These are stories about a quiet split happening inside companies right now — between the ones who treat AI as a tool, and the ones who treat it as a new way to work.

These are stories about a quiet split happening inside companies right now — between the ones who treat AI as a tool, and the ones who treat it as a new way to work.

Picture two companies. Same industry, same size, same week. Both buy the same AI. Both are genuinely excited.

A year later, one of them looks completely different. Its people work in ways that would have been impossible before. Its processes that used to take weeks now take minutes. It has shipped products its competitors can't copy. The other company? It has a chatbot on its website and a summariser in its inbox. Useful. Tidy. But the company underneath is exactly the same as it was.

Same model. Same money. Opposite outcomes. Anthropic, in its guide for enterprise leaders, calls this the thinking divide — and the thing that decides which side you land on isn't the AI at all. It's how big you let yourself think. Here are the stories of the companies that crossed it.

Two companies bought the same AI. A year later, only one had changed.

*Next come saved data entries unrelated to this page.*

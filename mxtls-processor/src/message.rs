//! Messages exchanged with the queue and pub/sub collaborators.

use std::collections::BTreeMap;

use mxtls_evaluator::Advisory;
use serde::{Deserialize, Serialize};

/// A target waiting to be tested.
#[derive(Debug, Clone, PartialEq, Eq, Hash, Serialize, Deserialize)]
#[serde(rename_all = "camelCase")]
pub struct PendingTest {
    /// IP address of the mail server.
    pub id: String,
    pub correlation_id: String,
    pub message_id: String,
}

impl PendingTest {
    pub fn new(id: impl Into<String>, correlation_id: impl Into<String>, message_id: impl Into<String>) -> Self {
        Self {
            id: id.into(),
            correlation_id: correlation_id.into(),
            message_id: message_id.into(),
        }
    }
}

/// One probe's outcome, without the parameters only grading needs.
#[derive(Debug, Clone, PartialEq, Eq, Serialize, Deserialize)]
#[serde(rename_all = "camelCase")]
pub struct SimplifiedTlsConnectionResult {
    pub test_name: String,
    pub cipher_suite: Option<String>,
    /// Leaf first, as the server presented them.
    pub certificate_thumbprints: Vec<String>,
    pub error: Option<String>,
    pub error_description: Option<String>,
    pub smtp_handshake: Vec<String>,
}

/// Published once per target whose run completed.
#[derive(Debug, Clone, PartialEq, Eq, Serialize)]
#[serde(rename_all = "camelCase")]
pub struct TestRunMessage {
    pub id: String,
    /// `None` exactly when `inconclusive` is set.
    pub advisory_messages: Option<Vec<Advisory>>,
    pub simplified_tls_connection_results: Vec<SimplifiedTlsConnectionResult>,
    /// Base64 DER keyed by thumbprint.
    pub certificates: BTreeMap<String, String>,
    pub inconclusive: bool,
}

impl TestRunMessage {
    pub fn new(
        id: String,
        advisories: Option<Vec<Advisory>>,
        results: Vec<SimplifiedTlsConnectionResult>,
        certificates: BTreeMap<String, String>,
    ) -> Self {
        Self {
            id,
            inconclusive: advisories.is_none(),
            advisory_messages: advisories,
            simplified_tls_connection_results: results,
            certificates,
        }
    }
}
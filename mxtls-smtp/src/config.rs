use serde::{Deserialize, Serialize};

/// SMTP-side settings shared by every probe.
#[derive(Debug, Clone, PartialEq, Eq, Serialize, Deserialize)]
pub struct SmtpConfig {
    /// Domain the EHLO hostname is built from: `gatewayN.<suffix>`.
    ///
    /// Default: `mxtls.invalid`
    #[serde(default = "defaults::gateway_suffix")]
    pub gateway_suffix: String,

    /// Size of the gateway pool N is drawn from.
    ///
    /// Default: 5
    #[serde(default = "defaults::gateway_pool")]
    pub gateway_pool: u8,

    /// Port probes connect to.
    ///
    /// Default: 25
    #[serde(default = "defaults::port")]
    pub port: u16,
}

impl Default for SmtpConfig {
    fn default() -> Self {
        Self {
            gateway_suffix: defaults::gateway_suffix(),
            gateway_pool: defaults::gateway_pool(),
            port: defaults::port(),
        }
    }
}

mod defaults {
    pub fn gateway_suffix() -> String {
        String::from("mxtls.invalid")
    }
    pub const fn gateway_pool() -> u8 {
        5
    }
    pub const fn port() -> u16 {
        25
    }
}

#[cfg(test)]
mod tests {
    use pretty_assertions::assert_eq;

    use super::*;

    #[test]
    fn test_defaults_from_empty_config() {
        let config: SmtpConfig = ron::from_str("()").unwrap();
        assert_eq!(config, SmtpConfig::default());
        assert_eq!(config.port, 25);
        assert_eq!(config.gateway_suffix, "mxtls.invalid");
    }

    #[test]
    fn test_override_suffix() {
        let config: SmtpConfig = ron::from_str(r#"(gateway_suffix: "probe.example.net")"#).unwrap();
        assert_eq!(config.gateway_suffix, "probe.example.net");
        assert_eq!(config.gateway_pool, 5);
    }
}
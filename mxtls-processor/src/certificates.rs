use std::collections::BTreeMap;

use base64::{Engine, engine::general_purpose::STANDARD};
use dashmap::DashMap;
use sha2::{Digest, Sha256};

/// Uppercase hex SHA-256 of a DER certificate.
pub fn thumbprint(der: &[u8]) -> String {
    hex::encode_upper(Sha256::digest(der))
}

/// Certificates seen during one batch, keyed by thumbprint and stored as
/// base64 DER. Every target's run writes into the same cache, so a chain
/// shared by many servers is only encoded once.
#[derive(Debug, Default)]
pub struct CertificateCache {
    certificates: DashMap<String, String>,
}

impl CertificateCache {
    pub fn new() -> Self {
        Self::default()
    }

    /// Records `der` unless it is already known, returning its thumbprint.
    pub fn insert(&self, der: &[u8]) -> String {
        let thumbprint = thumbprint(der);
        self.certificates
            .entry(thumbprint.clone())
            .or_insert_with(|| STANDARD.encode(der));
        thumbprint
    }

    pub fn get(&self, thumbprint: &str) -> Option<String> {
        self.certificates
            .get(thumbprint)
            .map(|encoded| encoded.value().clone())
    }

    /// The encoded certificates for `thumbprints`, skipping unknown ones.
    pub fn select<'t>(&self, thumbprints: impl IntoIterator<Item = &'t String>) -> BTreeMap<String, String> {
        thumbprints
            .into_iter()
            .filter_map(|thumbprint| {
                self.get(thumbprint)
                    .map(|encoded| (thumbprint.clone(), encoded))
            })
            .collect()
    }

    pub fn len(&self) -> usize {
        self.certificates.len()
    }

    pub fn is_empty(&self) -> bool {
        self.certificates.is_empty()
    }
}
//! Forced-parameter TLS handshakes against mail servers.
//!
//! A probe connects to the server, negotiates STARTTLS and sends a
//! ClientHello offering exactly the version, suites and groups of one
//! [`TestCriteria`](mxtls_common::TestCriteria). Whatever the server does next
//! is folded into a [`ProbeResult`](mxtls_common::ProbeResult).

mod client;
mod engine;
mod error;
pub mod wire;

pub use client::TlsProbeClient;
pub use engine::{Engine, Negotiated};
pub use error::{ProbeError, Result};
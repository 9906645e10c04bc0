//! Turns the results of a probe run into graded judgments and the advisories
//! published for them.
//!
//! Two evaluators share the same grading: [`RuleChain`] walks the probes in
//! order and may stop the whole run, [`Evaluator`] groups rules by category
//! and lets each category stop on its own.

mod advisory;
mod assess;
pub mod category;
pub mod chain;
mod context;
mod grade;
mod judgment;

use std::collections::BTreeMap;

use mxtls_common::{ProbeResult, TlsTestType};

pub use advisory::{Advisory, Severity, catalogue};
pub use assess::{Assessment, Findings, assess};
pub use category::{Evaluator, Rule};
pub use chain::{ChainRule, RuleChain};
pub use context::TestContext;
pub use grade::Grade;
pub use judgment::{EvaluationResult, Judgment};

/// Every probe result of one run, keyed by the probe that produced it.
pub type ProbeMatrix = BTreeMap<TlsTestType, ProbeResult>;
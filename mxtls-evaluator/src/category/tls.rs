use mxtls_common::{ProbeResult, TlsTestType};

use super::{Evaluator, Rule};
use crate::{
    Grade, Judgment, ProbeMatrix,
    assess::{Findings, assess, failure_reason},
};

/// Grades one probe of the matrix under a feature category.
#[derive(Debug, Clone, Copy)]
pub struct ProbeRule {
    pub category: &'static str,
    pub test_type: TlsTestType,
    pub stop: bool,
}

impl ProbeRule {
    pub const fn new(category: &'static str, test_type: TlsTestType) -> Self {
        Self {
            category,
            test_type,
            stop: false,
        }
    }

    pub const fn stopping(mut self) -> Self {
        self.stop = true;
        self
    }
}

fn is_conclusive(result: &ProbeResult) -> bool {
    !result.error().is_some_and(|error| error.is_inconclusive())
}

/// What the probes ahead of `test_type` in matrix order tell us.
fn findings_before(matrix: &ProbeMatrix, test_type: TlsTestType) -> Findings {
    let mut findings = Findings::default();

    for earlier in TlsTestType::ALL.iter().take_while(|earlier| **earlier != test_type) {
        if let Some(result) = matrix.get(earlier).filter(|result| is_conclusive(result)) {
            assess(*earlier, result, &mut findings);
        }
    }

    findings
}

impl Rule<ProbeMatrix> for ProbeRule {
    fn category(&self) -> &'static str {
        self.category
    }

    fn is_stop_rule(&self) -> bool {
        self.stop
    }

    fn evaluate(&self, matrix: &ProbeMatrix) -> Vec<Judgment> {
        let judgment = match matrix.get(&self.test_type) {
            None => Judgment::inconclusive(self.test_type, "Test was not run"),
            Some(result) if !is_conclusive(result) => {
                Judgment::inconclusive(self.test_type, failure_reason(result))
            }
            Some(result) => {
                let mut findings = findings_before(matrix, self.test_type);
                assess(self.test_type, result, &mut findings).judgment
            }
        };

        vec![judgment]
    }
}

/// One category per feature group.
pub fn standard_rules() -> Vec<Box<dyn Rule<ProbeMatrix>>> {
    use TlsTestType as T;

    [
        ProbeRule::new("tls13", T::Tls13AvailableWithBestCipherSuiteSelected),
        ProbeRule::new("tls12", T::Tls12AvailableWithBestCipherSuiteSelected).stopping(),
        ProbeRule::new("tls12", T::Tls12AvailableWithBestCipherSuiteSelectedFromReverseList),
        ProbeRule::new("tls12", T::Tls12AvailableWithSha2HashFunctionSelected),
        ProbeRule::new("tls12", T::Tls12AvailableWithWeakCipherSuiteNotSelected),
        ProbeRule::new("tls11", T::Tls11AvailableWithBestCipherSuiteSelected).stopping(),
        ProbeRule::new("tls11", T::Tls11AvailableWithWeakCipherSuiteNotSelected),
        ProbeRule::new("tls10", T::Tls10AvailableWithBestCipherSuiteSelected).stopping(),
        ProbeRule::new("tls10", T::Tls10AvailableWithWeakCipherSuiteNotSelected),
        ProbeRule::new("ssl3", T::Ssl3FailsWithBadCipherSuite),
        ProbeRule::new("curves", T::TlsSecureEllipticCurveSelected),
        ProbeRule::new("dh_groups", T::TlsSecureDiffieHellmanGroupSelected),
        ProbeRule::new("weak_suites", T::TlsWeakCipherSuitesRejected),
    ]
    .into_iter()
    .map(|rule| Box::new(rule) as Box<dyn Rule<ProbeMatrix>>)
    .collect()
}

/// Failures that make the rest of a feature group meaningless. Warnings and
/// notes still let the category continue.
pub fn is_disqualifying(judgment: &Judgment) -> bool {
    judgment.grade >= Grade::Fail
}

impl Evaluator<ProbeMatrix> {
    pub fn standard() -> Self {
        Self::new(standard_rules())
    }

    /// Evaluates the standard matrix, stopping categories only on
    /// disqualifying judgments.
    pub fn grade(&self, matrix: &ProbeMatrix) -> crate::EvaluationResult {
        self.evaluate_with(matrix, is_disqualifying)
    }
}

#[cfg(test)]
mod tests {
    use mxtls_common::{
        ClassifiedError,
        tls::{AlertDescription, CipherSuite, TlsVersion},
    };
    use pretty_assertions::assert_eq;

    use super::*;
    use crate::advisory::catalogue;

    fn negotiated(version: TlsVersion, suite: CipherSuite) -> ProbeResult {
        ProbeResult::negotiated(version, suite, None, Vec::new())
    }

    fn refused() -> ProbeResult {
        ProbeResult::failed(AlertDescription::HandshakeFailure.into(), "")
    }

    #[test]
    fn test_tls12_refusal_only_stops_its_category() {
        let mut matrix: ProbeMatrix = TlsTestType::ALL
            .iter()
            .map(|test_type| (*test_type, refused()))
            .collect();
        matrix.insert(
            TlsTestType::Tls13AvailableWithBestCipherSuiteSelected,
            negotiated(TlsVersion::Tls13, CipherSuite::TLS_AES_128_GCM_SHA256),
        );

        let result = Evaluator::standard().grade(&matrix);

        let tls12: Vec<&Judgment> = TlsTestType::ALL[..4]
            .iter()
            .flat_map(|test_type| result.get(*test_type))
            .collect();
        assert_eq!(tls12.len(), 1);
        assert_eq!(tls12[0].id, catalogue::TLS12_UNSUPPORTED.id);

        // Every other feature group still reports.
        assert_eq!(result.len(), 13 - 3);
        assert_eq!(
            result
                .get(TlsTestType::Tls13AvailableWithBestCipherSuiteSelected)
                .map(|judgment| judgment.id)
                .collect::<Vec<_>>(),
            vec![catalogue::TLS13_SUPPORTED.id]
        );
        assert_eq!(
            result
                .get(TlsTestType::TlsWeakCipherSuitesRejected)
                .map(|judgment| judgment.grade)
                .collect::<Vec<_>>(),
            vec![Grade::Informational]
        );
    }

    #[test]
    fn test_tls13_sees_tls12_weaknesses() {
        let mut matrix = ProbeMatrix::new();
        matrix.insert(
            TlsTestType::Tls12AvailableWithBestCipherSuiteSelected,
            negotiated(TlsVersion::Tls12, CipherSuite::TLS_RSA_WITH_AES_128_CBC_SHA),
        );
        matrix.insert(TlsTestType::Tls13AvailableWithBestCipherSuiteSelected, refused());

        let result = Evaluator::standard().grade(&matrix);

        assert_eq!(
            result
                .get(TlsTestType::Tls13AvailableWithBestCipherSuiteSelected)
                .map(|judgment| judgment.id)
                .collect::<Vec<_>>(),
            vec![catalogue::TLS13_UNSUPPORTED_WITH_WEAKNESSES.id]
        );
    }

    #[test]
    fn test_connectivity_failure_is_inconclusive() {
        let mut matrix = ProbeMatrix::new();
        matrix.insert(
            TlsTestType::Ssl3FailsWithBadCipherSuite,
            ProbeResult::failed(ClassifiedError::HostNotFound, "no such host"),
        );

        let result = Evaluator::standard().grade(&matrix);

        let ssl3: Vec<&Judgment> = result.get(TlsTestType::Ssl3FailsWithBadCipherSuite).collect();
        assert_eq!(ssl3.len(), 1);
        assert_eq!(ssl3[0].grade, Grade::Inconclusive);
        assert_eq!(ssl3[0].description, "no such host");
    }
}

The analyst who stopped pulling data

It's a Tuesday at L'Oréal. A market analyst opens her laptop. For years, this is the part of the day she dreaded — pulling the same numbers from four different systems, stitching them into a spreadsheet, formatting it, and only then, finally, getting to the actual thinking.

Today she just asks. In seconds, the answer comes back — not a generic answer, but one shaped by L'Oréal's own categories, its own reporting standards, the way this company measures things. She skips straight to the part only she can do: working out what the numbers mean.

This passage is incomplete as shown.